Piccola Сицилия | страница 173



* * *

Он знал, что она ждет его на их любимом месте, на длинном пирсе, уходящем в море у канала. Ясмина стояла на ветру на самом краю, там, где прибой шумел так, что уже не слышно было музыки из прибрежных кафе. Пахло солью и ракушками. Пенные гребешки на волнах, парусные лодки, выходящие в море, – все как в мирное время. Она почувствовала его шаги за спиной и не удивилась, когда он встал рядом с ней.

– Немец проболтался?

– Нет.

– Можно ему доверять?

– Да. – Ясмина резко повернулась: – Не уезжай на Сицилию.

– Это мой долг.

– Ты думаешь, одним солдатом больше или меньше – это что-то изменит? Там ты будешь всего лишь одним из сотен тысяч. А здесь ты для меня – все.

Он беспокойно отвернулся. Пригладил волосы, растрепанные ветром. Она видела, что он борется с собой. Как бы ей хотелось взять его за руку, но кругом были глаза.

– Виктор, мы были так счастливы вместе. В том хлеву, голодные, замерзшие, мы не знали, доживем ли до утра… но лучше в жизни у меня ничего не было. Ты помнишь? Сено, ящерки и летучие мыши, все эти ночные звуки и гроза, и мы любили друг друга. Весь мир был наш! Каждая мелочь, каждый миг были неповторимы, мы с тобой были неповторимы! Как будто добрый бог нас хранил. Никогда я не чувствовала такой свободы. Ты пробудил лучшее, что во мне есть.

Она увидела, как в его глазах проступает знакомая теплота – слова проняли его. Почему бы им просто не продолжить с той точки, на которой они прервались?

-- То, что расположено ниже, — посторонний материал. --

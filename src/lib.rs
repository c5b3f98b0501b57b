//! A streaming DEFLATE (RFC 1951) and gzip (RFC 1952) decoder, with Huffman
//! and LZW as independent auxiliary codecs.
//!
//! The DEFLATE/gzip path is the focus: [`gzip::decompress`] parses a gzip
//! envelope, drives [`block_decoder::BlockDecoder`] over its payload, and
//! verifies the trailer. [`huffman`] and [`lzw`] are simpler, unrelated
//! codecs kept for comparison; neither shares state with the DEFLATE core.

pub mod bitreader;
pub mod block_decoder;
pub mod canonical;
pub mod error;
pub mod gzip;
pub mod huffman;
pub mod lzw;
pub mod sliding_writer;
pub mod tables;
pub mod translator;

use std::fs::File;
use std::io::{BufReader, BufWriter, Read, Write};
use std::path::Path;

pub use error::{DeflateError, Result};
pub use gzip::{GzipHeader, GzipResult};

/// Decompresses a raw DEFLATE stream (no gzip envelope) from `input` into
/// `output`. Convenience wrapper over [`block_decoder::BlockDecoder`] for
/// callers that already have a bare DEFLATE payload, e.g. zlib members
/// framed elsewhere.
pub fn decompress_deflate<R: Read, W: Write>(input: R, output: W) -> Result<u64> {
    let mut reader = bitreader::BitReader::new(input);
    let mut writer = sliding_writer::SlidingWriter::new(output);
    block_decoder::BlockDecoder::new().decode_stream(&mut reader, &mut writer)?;
    let (total_written, _crc) = writer.finish()?;
    Ok(total_written)
}

/// Decompresses a gzip stream from `input` into `output`, verifying the
/// trailer. See [`gzip::decompress`] for the full result type.
pub fn decompress_gzip<R: Read, W: Write>(input: R, output: W) -> Result<GzipResult> {
    gzip::decompress(input, output)
}

/// Decompresses the gzip file at `input` into the file at `output`,
/// buffering both sides. The CLI driver's only real dependency on this
/// crate beyond the codec itself.
pub fn decompress_gzip_file(input: impl AsRef<Path>, output: impl AsRef<Path>) -> Result<GzipResult> {
    let reader = BufReader::new(File::open(input)?);
    let writer = BufWriter::new(File::create(output)?);
    decompress_gzip(reader, writer)
}

/// Reads the file at `input` whole and writes it to `output` as a
/// single-stored-block gzip stream via [`gzip::write_stored`]. Backs the
/// `gzipd encode-stored` subcommand.
pub fn encode_stored_file(input: impl AsRef<Path>, output: impl AsRef<Path>) -> Result<()> {
    let mut data = Vec::new();
    File::open(input)?.read_to_end(&mut data)?;
    let writer = BufWriter::new(File::create(output)?);
    gzip::write_stored(writer, &data)
}

#[cfg(test)]
mod tests {
    use super::*;
    use std::io::Cursor;

    #[test]
    fn decompress_deflate_handles_a_stored_block() {
        let mut data = vec![0x01u8];
        data.extend_from_slice(&3u16.to_le_bytes());
        data.extend_from_slice(&(!3u16).to_le_bytes());
        data.extend_from_slice(b"abc");

        let mut out = Vec::new();
        let n = decompress_deflate(Cursor::new(data), &mut out).unwrap();
        assert_eq!(out, b"abc");
        assert_eq!(n, 3);
    }

    #[test]
    fn decompress_gzip_round_trips_the_stored_writer() {
        let mut gz = Vec::new();
        gzip::write_stored(&mut gz, b"round trip").unwrap();

        let mut out = Vec::new();
        let result = decompress_gzip(Cursor::new(gz), &mut out).unwrap();
        assert_eq!(out, b"round trip");
        assert_eq!(result.isize, 10);
    }
}
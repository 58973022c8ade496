use super::html_escape;

/// The tag-emitting context a builder renders through.
///
/// Implement this to change how markup is produced (attribute quoting,
/// self-closing void elements, a host framework's own tag helper).
pub trait TagRenderer {
    /// A void element such as `meta` or `link`.
    fn tag(&self, name: &str, attrs: &[(&str, &str)]) -> String;

    /// An element wrapping escaped text, such as `title`.
    fn content_tag(&self, name: &str, text: &str) -> String;

    /// Open Graph style `<meta property=.. content=..>`
    fn meta_property(&self, property: &str, content: &str) -> String {
        self.tag("meta", &[("property", property), ("content", content)])
    }

    /// `<meta name=.. content=..>`, used by `description` and Twitter cards
    fn meta_name(&self, name: &str, content: &str) -> String {
        self.tag("meta", &[("name", name), ("content", content)])
    }

    fn link(&self, rel: &str, href: &str) -> String {
        self.tag("link", &[("rel", rel), ("href", href)])
    }
}

/// Plain HTML output. Void elements are left open (`<meta ...>`) unless
/// built with [`HtmlRenderer::xhtml`], which closes them (`<meta ... />`).
#[derive(Debug, Clone, Copy, Default)]
pub struct HtmlRenderer {
    self_closing: bool,
}

impl HtmlRenderer {
    pub fn new() -> Self {
        Self::default()
    }

    pub fn xhtml() -> Self {
        HtmlRenderer { self_closing: true }
    }
}

impl TagRenderer for HtmlRenderer {
    fn tag(&self, name: &str, attrs: &[(&str, &str)]) -> String {
        let mut out = format!("<{}", name);
        for (key, value) in attrs {
            out.push_str(&format!(r#" {}="{}""#, key, html_escape(value)));
        }
        out.push_str(if self.self_closing { " />" } else { ">" });
        out
    }

    fn content_tag(&self, name: &str, text: &str) -> String {
        format!("<{}>{}</{}>", name, html_escape(text), name)
    }
}
use std::borrow::Cow;

use log::{debug, warn};

use super::candidates::Candidates;
use super::render::{HtmlRenderer, TagRenderer};

/// Builds head tags for a page, one SEO field at a time.
///
/// Every field method takes a single value or an ordered list of candidates
/// and renders the first non-blank one. When nothing qualifies the method
/// returns an empty string, except for the fixed `og:video:type` tags.
/// Multiple tags are separated by newlines.
#[derive(Debug, Clone, Default)]
pub struct SeoMetaBuilder<R = HtmlRenderer> {
    renderer: R,
}

impl SeoMetaBuilder {
    pub fn new() -> Self {
        Self::default()
    }
}

impl<R: TagRenderer> SeoMetaBuilder<R> {
    pub fn with_renderer(renderer: R) -> Self {
        SeoMetaBuilder { renderer }
    }

    pub fn renderer(&self) -> &R {
        &self.renderer
    }

    /// `<title>`, `og:title` and `twitter:title`
    pub fn title<C: Candidates + ?Sized>(&self, value: &C) -> String {
        self.title_with_suffix(value, "")
    }

    /// Like [`title`](Self::title), with `suffix` appended to the `<title>`
    /// element only. The meta variants keep the bare title.
    pub fn title_with_suffix<C: Candidates + ?Sized>(&self, value: &C, suffix: &str) -> String {
        let Some(title) = pick("title", value) else {
            return String::new();
        };
        let r = &self.renderer;
        join(vec![
            r.content_tag("title", &format!("{}{}", title, suffix)),
            r.meta_property("og:title", &title),
            r.meta_name("twitter:title", &title),
        ])
    }

    pub fn description<C: Candidates + ?Sized>(&self, value: &C) -> String {
        let Some(description) = pick("description", value) else {
            return String::new();
        };
        let r = &self.renderer;
        join(vec![
            r.meta_name("description", &description),
            r.meta_property("og:description", &description),
            r.meta_name("twitter:description", &description),
        ])
    }

    pub fn image_url<C: Candidates + ?Sized>(&self, value: &C) -> String {
        let Some(url) = pick("image_url", value) else {
            return String::new();
        };
        let r = &self.renderer;
        join(vec![
            r.meta_property("og:image", &url),
            r.meta_name("twitter:image", &url),
        ])
    }

    /// `og:url`, `twitter:url` and `<link rel="canonical">`
    pub fn canonical_url<C: Candidates + ?Sized>(&self, value: &C) -> String {
        let Some(url) = pick("canonical_url", value) else {
            return String::new();
        };
        let r = &self.renderer;
        join(vec![
            r.meta_property("og:url", &url),
            r.meta_name("twitter:url", &url),
            r.link("canonical", &url),
        ])
    }

    /// A player page meant for an iframe. `og:video:type` is always `text/html`.
    pub fn iframe_video_url<C: Candidates + ?Sized>(&self, value: &C) -> String {
        self.video_url("iframe_video_url", value, "twitter:player", "text/html")
    }

    /// A raw video file. `og:video:type` is always `video/mp4`.
    pub fn stream_video_url<C: Candidates + ?Sized>(&self, value: &C) -> String {
        self.video_url("stream_video_url", value, "twitter:player:stream", "video/mp4")
    }

    fn video_url<C: Candidates + ?Sized>(
        &self,
        field: &str,
        value: &C,
        twitter_name: &str,
        video_type: &str,
    ) -> String {
        let r = &self.renderer;
        let mut tags = Vec::with_capacity(3);
        if let Some(url) = pick(field, value) {
            tags.push(r.meta_property("og:video:url", &url));
            tags.push(r.meta_name(twitter_name, &url));
        }
        tags.push(r.meta_property("og:video:type", video_type));
        join(tags)
    }

    pub fn site_name<C: Candidates + ?Sized>(&self, value: &C) -> String {
        match pick("site_name", value) {
            Some(name) => self.renderer.meta_property("og:site_name", &name),
            None => String::new(),
        }
    }

    /// `twitter:card`, e.g. `summary`, `summary_large_image` or `player`
    pub fn card_type<C: Candidates + ?Sized>(&self, value: &C) -> String {
        match pick("card_type", value) {
            Some(card) => self.renderer.meta_name("twitter:card", &card),
            None => String::new(),
        }
    }

    /// Player dimensions as `[width, height]`, written as whole numbers in
    /// both the `twitter:player:*` and `og:video:*` namespaces.
    pub fn video_size<N: Dimension>(&self, size: [N; 2]) -> String {
        let width = dimension("width", size[0].to_f64());
        let height = dimension("height", size[1].to_f64());
        let r = &self.renderer;
        let mut tags = Vec::with_capacity(4);
        if let Some(w) = &width {
            tags.push(r.meta_name("twitter:player:width", w));
        }
        if let Some(h) = &height {
            tags.push(r.meta_name("twitter:player:height", h));
        }
        if let Some(w) = &width {
            tags.push(r.meta_property("og:video:width", w));
        }
        if let Some(h) = &height {
            tags.push(r.meta_property("og:video:height", h));
        }
        join(tags)
    }
}

/// A numeric video dimension. Implemented for the primitive integer and
/// float types so pixel sizes can be passed without casting.
pub trait Dimension: Copy {
    fn to_f64(self) -> f64;
}

macro_rules! impl_dimension {
    ($($t:ty),*) => {
        $(impl Dimension for $t {
            fn to_f64(self) -> f64 {
                self as f64
            }
        })*
    };
}

impl_dimension!(u8, u16, u32, u64, usize, i8, i16, i32, i64, isize, f32, f64);

fn pick<'a, C: Candidates + ?Sized>(field: &str, value: &'a C) -> Option<Cow<'a, str>> {
    let picked = value.first_present();
    if picked.is_none() {
        debug!("seo: no usable {} value, tag skipped", field);
    }
    picked
}

fn dimension(axis: &str, value: f64) -> Option<String> {
    if !value.is_finite() {
        warn!("seo: ignoring non-finite video {} ({})", axis, value);
        return None;
    }
    Some((value.trunc() as i64).to_string())
}

fn join(tags: Vec<String>) -> String {
    tags.join("\n")
}
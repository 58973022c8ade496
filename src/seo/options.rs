use serde::{Deserialize, Serialize};
use serde_json::Value;

use super::candidates::Candidates;
use super::meta::SeoMetaBuilder;
use super::render::TagRenderer;
use crate::config::SeoConfig;

/// Every SEO field of one page. Text fields hold a single value or a list of
/// candidates, so they are kept as JSON values and resolved at render time.
#[derive(Debug, Clone, Default, PartialEq, Serialize, Deserialize)]
#[serde(default)]
pub struct SeoOptions {
    pub title: Option<Value>,
    pub title_suffix: Option<String>,
    pub description: Option<Value>,
    pub image_url: Option<Value>,
    pub canonical_url: Option<Value>,
    pub iframe_video_url: Option<Value>,
    pub stream_video_url: Option<Value>,
    pub site_name: Option<Value>,
    pub card_type: Option<Value>,
    pub video_size: Option<[f64; 2]>,
    /// Page path, joined onto `canonical_base` when falling back to site defaults.
    pub path: Option<String>,
}

impl SeoOptions {
    /// Append the site defaults as last-resort candidates behind the page's
    /// own values. A blank page title falls back to the bare site name; the
    /// site's title suffix is only added to a real page title.
    pub fn with_defaults(mut self, config: &SeoConfig) -> Self {
        let canonical = self
            .path
            .as_deref()
            .and_then(|path| config.canonical_for(path));
        let has_page_title = self
            .title
            .as_ref()
            .and_then(|t| t.first_present())
            .is_some();

        self.title = with_fallback(self.title, config.site_name.as_deref());
        if self.title_suffix.is_none() && has_page_title {
            self.title_suffix = config.title_suffix.clone();
        }
        self.description = with_fallback(self.description, config.default_description.as_deref());
        self.image_url = with_fallback(self.image_url, config.default_image_url.as_deref());
        self.canonical_url = with_fallback(self.canonical_url, canonical.as_deref());
        self.site_name = with_fallback(self.site_name, config.site_name.as_deref());
        self.card_type = with_fallback(self.card_type, config.card_type.as_deref());
        self
    }
}

fn with_fallback(value: Option<Value>, default: Option<&str>) -> Option<Value> {
    let Some(default) = default else {
        return value;
    };
    let mut candidates = match value {
        Some(Value::Array(items)) => items,
        Some(v) => vec![v],
        None => Vec::new(),
    };
    candidates.push(Value::String(default.to_string()));
    Some(Value::Array(candidates))
}

impl<R: TagRenderer> SeoMetaBuilder<R> {
    /// Render every field set in `options` as one head fragment.
    ///
    /// The fixed `og:video:type` tag only appears when a video URL field was
    /// supplied at all.
    pub fn render(&self, options: &SeoOptions) -> String {
        let mut tags = Vec::new();

        if let Some(title) = &options.title {
            let suffix = options.title_suffix.as_deref().unwrap_or("");
            tags.push(self.title_with_suffix(title, suffix));
        }
        if let Some(description) = &options.description {
            tags.push(self.description(description));
        }
        if let Some(site_name) = &options.site_name {
            tags.push(self.site_name(site_name));
        }
        if let Some(card_type) = &options.card_type {
            tags.push(self.card_type(card_type));
        }
        if let Some(url) = &options.canonical_url {
            tags.push(self.canonical_url(url));
        }
        if let Some(url) = &options.image_url {
            tags.push(self.image_url(url));
        }
        if let Some(url) = &options.iframe_video_url {
            tags.push(self.iframe_video_url(url));
        }
        if let Some(url) = &options.stream_video_url {
            tags.push(self.stream_video_url(url));
        }
        if let Some(size) = options.video_size {
            tags.push(self.video_size(size));
        }

        tags.retain(|t| !t.is_empty());
        tags.join("\n")
    }
}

– Я знаю, farfalla. Но какое право мы имеем на наше маленькое счастье, когда вся Европа в беде?

– Ты говоришь прямо как папа́. Откуда в тебе взялся этот идеализм? От американцев?

– Это не идеализм. Я хочу мстить.

Ясмину испугала непримиримость в его голосе.

– А то, что ты мне говорил тогда, в хлеву… это еще правда?

– Ты о чем?

– О нас.

Она ждала. Он молчал.

– То, что было у тебя со мной… это просто как с остальными?

– Да нет же, farfalla, я все это время тосковал по тебе. Я люблю тебя. Больше всех на этом свете.

Он сказал это, подумала она. Наконец-то. В Викторе ее больше всего смущало то, что он либо скрывал свои чувства – как папа́, – либо, если выказывал их, облекал в слова, которые слишком напоминали его песни, это ему досталось от мамы. Для него существовали только эти две крайности: молчание или величайшая любовь.

– И что мы теперь будем делать с нашей любовью?

– Время покажет.

– Когда?

– Потом.

– Когда потом?

– После войны.

Виктор уже порывался уйти. Он ненавидел, когда его загоняли в угол. Она накрыла его ладонь своей, незаметно, чтобы никто не увидел.